* _Information provided_
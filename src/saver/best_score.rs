/*
best_score.rs

Copyright 2025 Hervé Quatremain

This file is part of Switches.

Switches is free software: you can redistribute it and/or modify it under the
terms of the GNU General Public License as published by the Free Software
Foundation, either version 3 of the License, or (at your option) any later
version.

Switches is distributed in the hope that it will be useful, but WITHOUT ANY
WARRANTY; without even the implied warranty of MERCHANTABILITY or FITNESS FOR
A PARTICULAR PURPOSE. See the GNU General Public License for more details.

You should have received a copy of the GNU General Public License along with
Switches. If not, see <https://www.gnu.org/licenses/>.

SPDX-License-Identifier: GPL-3.0-or-later
*/

//! Save and restore the best score.
//!
//! The saved object is a serialization of the [`BestScore`] object in JSON format by
//! using [`serde`].

use log::{debug, warn};
use std::error::Error;
use std::fs::{File, create_dir_all, remove_file};
use std::io::{BufReader, BufWriter, ErrorKind, Write};
use std::path::PathBuf;
use std::time::SystemTime;

use super::PersistentScoreStore;
use crate::highscores::BestScore;

/// Object to save and restore the best score in a file.
pub struct SaverBestScore {
    /// Absolute path to the save file.
    save_file: PathBuf,
}

impl SaverBestScore {
    /// Create a [`SaverBestScore`] object.
    ///
    /// The provided [`PathBuf`] is the path to the directory where the best score must be saved.
    pub fn new(mut data_dir: PathBuf) -> Self {
        data_dir.push("bestscore.json");
        debug!("Best score file: {data_dir:?}");
        Self {
            save_file: data_dir,
        }
    }

    /// Retrieve the [`BestScore`] object from the best score file.
    ///
    /// Return the [`BestScore`] object or None if the best score file does not exist.
    pub fn get_best_score(&self) -> Result<Option<BestScore>, Box<dyn Error>> {
        let file: File = match File::open(&self.save_file) {
            Ok(f) => f,
            Err(error) => match error.kind() {
                ErrorKind::NotFound => return Ok(None),
                _ => return Err(Box::new(error)),
            },
        };
        let reader: BufReader<File> = BufReader::new(file);
        let best_score: BestScore = serde_json::from_reader(reader)?;
        Ok(Some(best_score))
    }

    /// Save the provided [`BestScore`] object.
    pub fn save_best_score(&self, best_score: &BestScore) -> Result<(), Box<dyn Error>> {
        if let Some(dir) = self.save_file.parent() {
            create_dir_all(dir)?;
        }
        let file: File = File::create(&self.save_file)?;
        let mut writer: BufWriter<File> = BufWriter::new(file);

        serde_json::to_writer(&mut writer, best_score)?;
        writer.flush()?;
        Ok(())
    }

    /// Delete the best score file.
    pub fn delete_save(&self) {
        let _ = remove_file(&self.save_file);
    }

    /// Read the file, deleting it when it cannot be parsed so that the next win can replace it.
    fn load(&self) -> Option<BestScore> {
        match self.get_best_score() {
            Ok(o) => o,
            Err(error) => {
                warn!("Error getting the best score: {error}");
                self.delete_save();
                None
            }
        }
    }
}

impl PersistentScoreStore for SaverBestScore {
    fn read(&self) -> Option<u32> {
        self.load().map(|b| b.moves)
    }

    fn write(&mut self, score: u32) {
        if let Err(error) = self.save_best_score(&BestScore::new(score)) {
            warn!("Error saving the best score: {error}");
        }
    }

    fn recorded_at(&self) -> Option<SystemTime> {
        self.load().map(|b| b.when)
    }
}

/// Store that keeps the best score in memory only.
#[derive(Debug, Default, Clone)]
pub struct MemoryScoreStore {
    best_score: Option<BestScore>,

    /// Number of times the score was written.
    writes: usize,
}

impl MemoryScoreStore {
    /// Create an empty [`MemoryScoreStore`] object.
    pub fn new() -> Self {
        Self::default()
    }

    /// Create a [`MemoryScoreStore`] object that already holds a best score.
    pub fn with_score(moves: u32) -> Self {
        Self {
            best_score: Some(BestScore::new(moves)),
            writes: 0,
        }
    }

    /// Return the number of writes so far.
    pub fn writes(&self) -> usize {
        self.writes
    }
}

impl PersistentScoreStore for MemoryScoreStore {
    fn read(&self) -> Option<u32> {
        self.best_score.map(|b| b.moves)
    }

    fn write(&mut self, score: u32) {
        self.best_score = Some(BestScore::new(score));
        self.writes += 1;
    }

    fn recorded_at(&self) -> Option<SystemTime> {
        self.best_score.map(|b| b.when)
    }
}

#[cfg(test)]
mod tests {
    use super::*;
    use std::fs;

    fn temp_data_dir(name: &str) -> PathBuf {
        let dir = std::env::temp_dir().join(format!("switches-{name}-{}", std::process::id()));
        let _ = fs::remove_dir_all(&dir);
        dir
    }

    #[test]
    fn test_missing_file() {
        let dir = temp_data_dir("missing");
        let saver = SaverBestScore::new(dir);
        assert!(saver.get_best_score().unwrap().is_none());
        assert_eq!(saver.read(), None);
        assert_eq!(saver.recorded_at(), None);
    }

    #[test]
    fn test_write_then_read() {
        let dir = temp_data_dir("write");
        let mut saver = SaverBestScore::new(dir.clone());
        saver.write(42);
        assert_eq!(saver.read(), Some(42));
        assert!(saver.recorded_at().is_some());

        // A new store on the same directory sees the saved score
        let other = SaverBestScore::new(dir.clone());
        assert_eq!(other.read(), Some(42));

        other.delete_save();
        assert_eq!(saver.read(), None);
        let _ = fs::remove_dir_all(&dir);
    }

    #[test]
    fn test_corrupted_file_is_deleted() {
        let dir = temp_data_dir("corrupted");
        fs::create_dir_all(&dir).unwrap();
        let path = dir.join("bestscore.json");
        fs::write(&path, "not json").unwrap();

        let saver = SaverBestScore::new(dir.clone());
        assert!(saver.get_best_score().is_err());
        assert_eq!(saver.read(), None);
        assert!(!path.exists());
        let _ = fs::remove_dir_all(&dir);
    }

    #[test]
    fn test_memory_store() {
        let mut store = MemoryScoreStore::new();
        assert_eq!(store.read(), None);
        store.write(9);
        assert_eq!(store.read(), Some(9));
        assert_eq!(store.writes(), 1);

        let store = MemoryScoreStore::with_score(4);
        assert_eq!(store.read(), Some(4));
        assert_eq!(store.writes(), 0);
    }

    #[test]
    fn test_boxed_store() {
        let mut store: Box<dyn PersistentScoreStore> = Box::new(MemoryScoreStore::new());
        store.write(3);
        assert_eq!(store.read(), Some(3));
    }
}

* _Aim of the task_
Return every entry exactly.

* _Result of this exercise_
filename src/saver/best_score.rs
/*
best_score.rs

Copyright 2025 Hervé Quatremain

This file is part of Switches.

Switches is free software: you can redistribute it and/or modify it under the
terms of the GNU General Public License as published by the Free Software
Foundation, either version 3 of the License, or (at your option) any later
version.

Switches is distributed in the hope that it will be useful, but WITHOUT ANY
WARRANTY; without even the implied warranty of MERCHANTABILITY or FITNESS FOR
A PARTICULAR PURPOSE. See the GNU General Public License for more details.

You should have received a copy of the GNU General Public License along with
Switches. If not, see <https://www.gnu.org/licenses/>.

SPDX-License-Identifier: GPL-3.0-or-later
*/

//! Save and restore the best score.
//!
//! The saved object is a serialization of the [`BestScore`] object in JSON format by
//! using [`serde`].

use log::{debug, warn};
use std::error::Error;
use std::fs::{File, create_dir_all, remove_file};
use std::io::{BufReader, BufWriter, ErrorKind, Write};
use std::path::PathBuf;
use std::time::SystemTime;

use super::PersistentScoreStore;
use crate::highscores::BestScore;

/// Object to save and restore the best score in a file.
pub struct SaverBestScore {
    /// Absolute path to the save file.
    save_file: PathBuf,
}

impl SaverBestScore {
    /// Create a [`SaverBestScore`] object.
    ///
    /// The provided [`PathBuf`] is the path to the directory where the best score must be saved.
    pub fn new(mut data_dir: PathBuf) -> Self {
        data_dir.push("bestscore.json");
        debug!("Best score file: {data_dir:?}");
        Self {
            save_file: data_dir,
        }
    }

    /// Retrieve the [`BestScore`] object from the best score file.
    ///
    /// Return the [`BestScore`] object or None if the best score file does not exist.
    pub fn get_best_score(&self) -> Result<Option<BestScore>, Box<dyn Error>> {
        let file: File = match File::open(&self.save_file) {
            Ok(f) => f,
            Err(error) => match error.kind() {
                ErrorKind::NotFound => return Ok(None),
                _ => return Err(Box::new(error)),
            },
        };
        let reader: BufReader<File> = BufReader::new(file);
        let best_score: BestScore = serde_json::from_reader(reader)?;
        Ok(Some(best_score))
    }

    /// Save the provided [`BestScore`] object.
    pub fn save_best_score(&self, best_score: &BestScore) -> Result<(), Box<dyn Error>> {
        if let Some(dir) = self.save_file.parent() {
            create_dir_all(dir)?;
        }
        let file: File = File::create(&self.save_file)?;
        let mut writer: BufWriter<File> = BufWriter::new(file);

        serde_json::to_writer(&mut writer, best_score)?;
        writer.flush()?;
        Ok(())
    }

    /// Delete the best score file.
    pub fn delete_save(&self) {
        let _ = remove_file(&self.save_file);
    }

    /// Read the file, deleting it when it cannot be parsed so that the next win can replace it.
    fn load(&self) -> Option<BestScore> {
        match self.get_best_score() {
            Ok(o) => o,
            Err(error) => {
                warn!("Error getting the best score: {error}");
                self.delete_save();
                None
            }
        }
    }
}

impl PersistentScoreStore for SaverBestScore {
    fn read(&self) -> Option<u32> {
        self.load().map(|b| b.moves)
    }

    fn write(&mut self, score: u32) {
        if let Err(error) = self.save_best_score(&BestScore::new(score)) {
            warn!("Error saving the best score: {error}");
        }
    }

    fn recorded_at(&self) -> Option<SystemTime> {
        self.load().map(|b| b.when)
    }
}

/// Store that keeps the best score in memory only.
#[derive(Debug, Default, Clone)]
pub struct MemoryScoreStore {
    best_score: Option<BestScore>,

    /// Number of times the score was written.
    writes: usize,
}

impl MemoryScoreStore {
    /// Create an empty [`MemoryScoreStore`] object.
    pub fn new() -> Self {
        Self::default()
    }

    /// Create a [`MemoryScoreStore`] object that already holds a best score.
    pub fn with_score(moves: u32) -> Self {
        Self {
            best_score: Some(BestScore::new(moves)),
            writes: 0,
        }
    }

    /// Return the number of writes so far.
    pub fn writes(&self) -> usize {
        self.writes
    }
}

impl PersistentScoreStore for MemoryScoreStore {
    fn read(&self) -> Option<u32> {
        self.best_score.map(|b| b.moves)
    }

    fn write(&mut self, score: u32) {
        self.best_score = Some(BestScore::new(score));
        self.writes += 1;
    }

    fn recorded_at(&self) -> Option<SystemTime> {
        self.best_score.map(|b| b.when)
    }
}

#[cfg(test)]
mod tests {
    use super::*;
    use std::fs;

    fn temp_data_dir(name: &str) -> PathBuf {
        let dir = std::env::temp_dir().join(format!("switches-{name}-{}", std::process::id()));
        let _ = fs::remove_dir_all(&dir);
        dir
    }

    #[test]
    fn test_missing_file() {
        let dir = temp_data_dir("missing");
        let saver = SaverBestScore::new(dir);
        assert!(saver.get_best_score().unwrap().is_none());
        assert_eq!(saver.read(), None);
        assert_eq!(saver.recorded_at(), None);
    }

    #[test]
    fn test_write_then_read() {
        let dir = temp_data_dir("write");
        let mut saver = SaverBestScore::new(dir.clone());
        saver.write(42);
        assert_eq!(saver.read(), Some(42));
        assert!(saver.recorded_at().is_some());

        // A new store on the same directory sees the saved score
        let other = SaverBestScore::new(dir.clone());
        assert_eq!(other.read(), Some(42));

        other.delete_save();
        assert_eq!(saver.read(), None);
        let _ = fs::remove_dir_all(&dir);
    }

    #[test]
    fn test_corrupted_file_is_deleted() {
        let dir = temp_data_dir("corrupted");
        fs::create_dir_all(&dir).unwrap();
        let path = dir.join("bestscore.json");
        fs::write(&path, "not json").unwrap();

        let saver = SaverBestScore::new(dir.clone());
        assert!(saver.get_best_score().is_err());
        assert_eq!(saver.read(), None);
        assert!(!path.exists());
        let _ = fs::remove_dir_all(&dir);
    }

    #[test]
    fn test_memory_store() {
        let mut store = MemoryScoreStore::new();
        assert_eq!(store.read(), None);
        store.write(9);
        assert_eq!(store.read(), Some(9));
        assert_eq!(store.writes(), 1);

        let store = MemoryScoreStore::with_score(4);
        assert_eq!(store.read(), Some(4));
        assert_eq!(store.writes(), 0);
    }

    #[test]
    fn test_boxed_store() {
        let mut store: Box<dyn PersistentScoreStore> = Box::new(MemoryScoreStore::new());
        store.write(3);
        assert_eq!(store.read(), Some(3));
    }
}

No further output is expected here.